ACTIVITY: Reproduce the records exactly through the line with "kubeadm join 192.168.1.50:6443".

PROVIDED ENTRIES:
//! In-memory collaborators for orchestration tests

use crate::config_manager::{NodePaths, Settings};
use crate::error::ToolFailure;
use crate::services::kubeadm::progress::{ProgressEvent, ProgressSink, Step, StepOutcome};
use crate::services::kubeadm::taints::TaintRemoval;
use crate::services::kubeadm::tools::{
    ApiProbe, BootstrapTool, ClusterClient, JoinTarget, ServiceManager, Toolkit,
};
use crate::services::kubeadm::wait::Clock;
use crate::services::kubeadm::types::{NodeIdentity, OperatorContext};
use crate::utils::exec::Executor;
use std::cell::{Cell, RefCell};
use std::collections::{HashMap, HashSet};
use std::net::IpAddr;
use std::path::{Path, PathBuf};
use std::rc::Rc;
use std::time::Duration;
use tempfile::TempDir;

pub const INIT_OUTPUT: &str = "\
Your Kubernetes control-plane has initialized successfully!

Then you can join any number of worker nodes by running the following on each as root:

kubeadm join 192.168.1.50:6443 --token abcdef.0123456789abcdef \\
\t--discovery-token-ca-cert-hash sha256:0a1b2c3d
";

/// Clock that only advances when slept on
#[derive(Debug, Default)]
pub struct ManualClock {
    now: Cell<Duration>,
    slept: Cell<Duration>,
}

impl ManualClock {
    pub fn new() -> Self {
        Self::default()
    }

    pub fn advance(&self, duration: Duration) {
        self.now.set(self.now.get() + duration);
    }

    /// Total time spent in `sleep`
    pub fn total_slept(&self) -> Duration {
        self.slept.get()
    }
}

impl Clock for ManualClock {
    fn now(&self) -> Duration {
        self.now.get()
    }

    fn sleep(&self, duration: Duration) {
        self.slept.set(self.slept.get() + duration);
        self.advance(duration);
    }
}

/// Ordered record of every collaborator call, shared between fakes
#[derive(Debug, Clone, Default)]
pub struct CallLog(Rc<RefCell<Vec<String>>>);

impl CallLog {
    pub fn record(&self, call: impl Into<String>) {
        self.0.borrow_mut().push(call.into());
    }

    pub fn calls(&self) -> Vec<String> {
        self.0.borrow().clone()
    }

    /// Index of the first call starting with `prefix`
    pub fn position(&self, prefix: &str) -> Option<usize> {
        self.0.borrow().iter().position(|c| c.starts_with(prefix))
    }

    pub fn contains(&self, prefix: &str) -> bool {
        self.position(prefix).is_some()
    }
}

/// kubeadm stand-in. A successful init writes the admin kubeconfig; reset removes it.
pub struct FakeTool {
    log: CallLog,
    admin_conf: PathBuf,
    installed: Cell<bool>,
    init_failure: RefCell<Option<ToolFailure>>,
    reset_failure: RefCell<Option<ToolFailure>>,
    join_failure: RefCell<Option<ToolFailure>>,
    init_output: RefCell<String>,
    join_command: RefCell<String>,
}

impl FakeTool {
    pub fn new(log: CallLog, admin_conf: impl Into<PathBuf>) -> Self {
        Self {
            log,
            admin_conf: admin_conf.into(),
            installed: Cell::new(true),
            init_failure: RefCell::new(None),
            reset_failure: RefCell::new(None),
            join_failure: RefCell::new(None),
            init_output: RefCell::new(INIT_OUTPUT.to_string()),
            join_command: RefCell::new(String::new()),
        }
    }

    pub fn fail_init(&self, failure: ToolFailure) {
        *self.init_failure.borrow_mut() = Some(failure);
    }

    pub fn fail_reset(&self, failure: ToolFailure) {
        *self.reset_failure.borrow_mut() = Some(failure);
    }

    pub fn fail_join(&self, failure: ToolFailure) {
        *self.join_failure.borrow_mut() = Some(failure);
    }

    pub fn set_init_output(&self, output: &str) {
        *self.init_output.borrow_mut() = output.to_string();
    }

    pub fn set_join_command(&self, output: &str) {
        *self.join_command.borrow_mut() = output.to_string();
    }

    pub fn set_installed(&self, installed: bool) {
        self.installed.set(installed);
    }
}

impl BootstrapTool for FakeTool {
    fn is_installed(&self) -> bool {
        self.installed.get()
    }

    fn reset(&self, force: bool) -> Result<(), ToolFailure> {
        self.log.record(format!("kubeadm reset force={}", force));
        if let Some(failure) = self.reset_failure.borrow().clone() {
            return Err(failure);
        }
        let _ = std::fs::remove_file(&self.admin_conf);
        Ok(())
    }

    fn init(
        &self,
        config_path: &Path,
        ignore_preflight_errors: bool,
        skip_phases: &[&str],
    ) -> Result<String, ToolFailure> {
        self.log.record(format!(
            "kubeadm init config={} ignore-preflight={} skip={}",
            config_path.display(),
            ignore_preflight_errors,
            skip_phases.join(",")
        ));
        if let Some(failure) = self.init_failure.borrow().clone() {
            return Err(failure);
        }
        if let Some(parent) = self.admin_conf.parent() {
            std::fs::create_dir_all(parent).expect("create admin conf dir");
        }
        std::fs::write(&self.admin_conf, "apiVersion: v1\nkind: Config\n")
            .expect("write admin conf");
        Ok(self.init_output.borrow().clone())
    }

    fn print_join_command(&self) -> Result<String, ToolFailure> {
        self.log.record("kubeadm token create");
        Ok(self.join_command.borrow().clone())
    }

    fn join(
        &self,
        target: &JoinTarget,
        cri_socket: &str,
        ignore_preflight_errors: bool,
    ) -> Result<String, ToolFailure> {
        self.log.record(format!(
            "kubeadm join {} token={} hash={} cri={} ignore-preflight={}",
            target.endpoint, target.token, target.ca_cert_hash, cri_socket, ignore_preflight_errors
        ));
        if let Some(failure) = self.join_failure.borrow().clone() {
            return Err(failure);
        }
        Ok(String::new())
    }
}

/// kubectl stand-in
#[derive(Default)]
pub struct FakeCluster {
    log: CallLog,
    applied: RefCell<Vec<String>>,
    taints: RefCell<HashMap<String, TaintRemoval>>,
    taint_error: RefCell<Option<String>>,
    /// pods_ready turns true on this call number; None never
    ready_on_call: Cell<Option<u32>>,
    ready_calls: Cell<u32>,
}

impl FakeCluster {
    pub fn new(log: CallLog) -> Self {
        Self {
            log,
            ready_on_call: Cell::new(Some(1)),
            ..Self::default()
        }
    }

    pub fn set_taint_result(&self, taint: &str, removal: TaintRemoval) {
        self.taints.borrow_mut().insert(taint.to_string(), removal);
    }

    pub fn fail_taints(&self, message: &str) {
        *self.taint_error.borrow_mut() = Some(message.to_string());
    }

    pub fn set_ready_on_call(&self, call: Option<u32>) {
        self.ready_on_call.set(call);
    }

    pub fn applied(&self) -> Vec<String> {
        self.applied.borrow().clone()
    }
}

impl ClusterClient for FakeCluster {
    fn is_installed(&self) -> bool {
        true
    }

    fn apply_manifest(&self, document: &str) -> anyhow::Result<()> {
        self.log.record("kubectl apply");
        self.applied.borrow_mut().push(document.to_string());
        Ok(())
    }

    fn pods_ready(&self, namespace: &str, selector: &str) -> anyhow::Result<bool> {
        let call = self.ready_calls.get() + 1;
        self.ready_calls.set(call);
        self.log.record(format!("kubectl pods-ready {} {}", namespace, selector));
        Ok(self.ready_on_call.get().is_some_and(|n| call >= n))
    }

    fn remove_taint(&self, taint: &str) -> anyhow::Result<TaintRemoval> {
        self.log.record(format!("kubectl taint {}", taint));
        if let Some(message) = self.taint_error.borrow().clone() {
            anyhow::bail!("kubectl taint failed: {}", message);
        }
        Ok(self
            .taints
            .borrow()
            .get(taint)
            .copied()
            .unwrap_or(TaintRemoval::NotFound))
    }
}

/// systemctl stand-in. Every unit is active unless marked otherwise.
#[derive(Default)]
pub struct FakeServices {
    log: CallLog,
    inactive: RefCell<HashSet<String>>,
    failing: RefCell<HashSet<String>>,
}

impl FakeServices {
    pub fn new(log: CallLog) -> Self {
        Self {
            log,
            ..Self::default()
        }
    }

    pub fn mark_inactive(&self, unit: &str) {
        self.inactive.borrow_mut().insert(unit.to_string());
    }

    pub fn fail_unit(&self, unit: &str) {
        self.failing.borrow_mut().insert(unit.to_string());
    }

    fn act(&self, verb: &str, unit: &str) -> anyhow::Result<()> {
        self.log.record(format!("systemctl {} {}", verb, unit));
        if self.failing.borrow().contains(unit) {
            anyhow::bail!("systemctl {} {} failed: Unit {}.service not loaded", verb, unit, unit);
        }
        Ok(())
    }
}

impl ServiceManager for FakeServices {
    fn is_active(&self, unit: &str) -> anyhow::Result<bool> {
        Ok(!self.inactive.borrow().contains(unit))
    }

    fn stop(&self, unit: &str) -> anyhow::Result<()> {
        self.act("stop", unit)
    }

    fn restart(&self, unit: &str) -> anyhow::Result<()> {
        self.act("restart", unit)
    }
}

/// API probe that starts listening on the n-th check, or never
pub struct FakeProbe {
    listening_on_call: Option<u32>,
    calls: Cell<u32>,
}

impl FakeProbe {
    pub fn listening_on(call: u32) -> Self {
        Self {
            listening_on_call: Some(call),
            calls: Cell::new(0),
        }
    }

    pub fn never() -> Self {
        Self {
            listening_on_call: None,
            calls: Cell::new(0),
        }
    }

    pub fn calls(&self) -> u32 {
        self.calls.get()
    }
}

impl ApiProbe for FakeProbe {
    fn is_listening(&self, _address: IpAddr, _port: u16) -> bool {
        let call = self.calls.get() + 1;
        self.calls.set(call);
        self.listening_on_call.is_some_and(|n| call >= n)
    }
}

/// Progress sink that keeps every event
#[derive(Default)]
pub struct RecordingProgress {
    events: RefCell<Vec<ProgressEvent>>,
}

impl RecordingProgress {
    pub fn events(&self) -> Vec<ProgressEvent> {
        self.events.borrow().clone()
    }

    pub fn outcomes_for(&self, step: Step) -> Vec<StepOutcome> {
        self.events
            .borrow()
            .iter()
            .filter(|e| e.step == step)
            .map(|e| e.outcome.clone())
            .collect()
    }
}

impl ProgressSink for RecordingProgress {
    fn emit(&self, event: ProgressEvent) {
        self.events.borrow_mut().push(event);
    }
}

/// Scratch node: settings rooted in a temp dir plus an operator owned by the test user
pub struct ScratchNode {
    pub root: TempDir,
    pub settings: Settings,
    pub operator: OperatorContext,
}

impl ScratchNode {
    pub fn new() -> Self {
        let root = tempfile::tempdir().expect("tempdir");
        let mut settings = Settings::default();
        settings.paths = NodePaths::rooted_at(root.path());
        let home = root.path().join("home/operator");
        std::fs::create_dir_all(&home).expect("create home");
        let operator = OperatorContext {
            user: "operator".to_string(),
            uid: nix::unistd::getuid().as_raw(),
            gid: nix::unistd::getgid().as_raw(),
            home,
        };
        Self {
            root,
            settings,
            operator,
        }
    }

    /// Leave artifacts behind as a previous bootstrap would
    pub fn seed_previous_install(&self) {
        let paths = &self.settings.paths;
        for dir in [&paths.cni_dir, &paths.kubelet_dir, &paths.etcd_dir] {
            std::fs::create_dir_all(dir).expect("create dir");
        }
        std::fs::write(paths.cni_dir.join("10-flannel.conflist"), "{}").unwrap();
        std::fs::write(paths.kubelet_dir.join("config.yaml"), "kind: KubeletConfiguration").unwrap();
        std::fs::create_dir_all(paths.etcd_dir.join("member")).unwrap();
        std::fs::create_dir_all(paths.admin_conf.parent().unwrap()).unwrap();
        std::fs::write(&paths.admin_conf, "apiVersion: v1").unwrap();
        std::fs::create_dir_all(self.operator.kube_dir()).unwrap();
        std::fs::write(self.operator.kubeconfig_path(), "stale").unwrap();
    }
}

pub fn identity() -> NodeIdentity {
    NodeIdentity {
        hostname: "pi-01".to_string(),
        primary_interface: "eth0".to_string(),
        primary_ip: "192.168.1.50".parse().unwrap(),
    }
}

/// A scratch node wired to fakes sharing one call log
pub struct Harness {
    pub log: CallLog,
    pub node: ScratchNode,
    pub exec: Executor,
    pub tool: FakeTool,
    pub cluster: FakeCluster,
    pub services: FakeServices,
    pub probe: FakeProbe,
    pub clock: ManualClock,
    pub progress: RecordingProgress,
}

impl Harness {
    pub fn new() -> Self {
        Self::with_probe(FakeProbe::listening_on(1))
    }

    pub fn with_probe(probe: FakeProbe) -> Self {
        let log = CallLog::default();
        let node = ScratchNode::new();
        let tool = FakeTool::new(log.clone(), &node.settings.paths.admin_conf);
        Self {
            cluster: FakeCluster::new(log.clone()),
            services: FakeServices::new(log.clone()),
            probe,
            clock: ManualClock::new(),
            progress: RecordingProgress::default(),
            exec: Executor::local(),
            tool,
            node,
            log,
        }
    }

    pub fn toolkit(&self) -> Toolkit<'_> {
        Toolkit {
            exec: &self.exec,
            tool: &self.tool,
            cluster: &self.cluster,
            services: &self.services,
            probe: &self.probe,
            clock: &self.clock,
            progress: &self.progress,
        }
    }
}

ANSWER FOR THIS EXERCISE:
//! In-memory collaborators for orchestration tests

use crate::config_manager::{NodePaths, Settings};
use crate::error::ToolFailure;
use crate::services::kubeadm::progress::{ProgressEvent, ProgressSink, Step, StepOutcome};
use crate::services::kubeadm::taints::TaintRemoval;
use crate::services::kubeadm::tools::{
    ApiProbe, BootstrapTool, ClusterClient, JoinTarget, ServiceManager, Toolkit,
};
use crate::services::kubeadm::wait::Clock;
use crate::services::kubeadm::types::{NodeIdentity, OperatorContext};
use crate::utils::exec::Executor;
use std::cell::{Cell, RefCell};
use std::collections::{HashMap, HashSet};
use std::net::IpAddr;
use std::path::{Path, PathBuf};
use std::rc::Rc;
use std::time::Duration;
use tempfile::TempDir;

pub const INIT_OUTPUT: &str = "\
Your Kubernetes control-plane has initialized successfully!

Then you can join any number of worker nodes by running the following on each as root:

kubeadm join 192.168.1.50:6443 --token abcdef.0123456789abcdef \\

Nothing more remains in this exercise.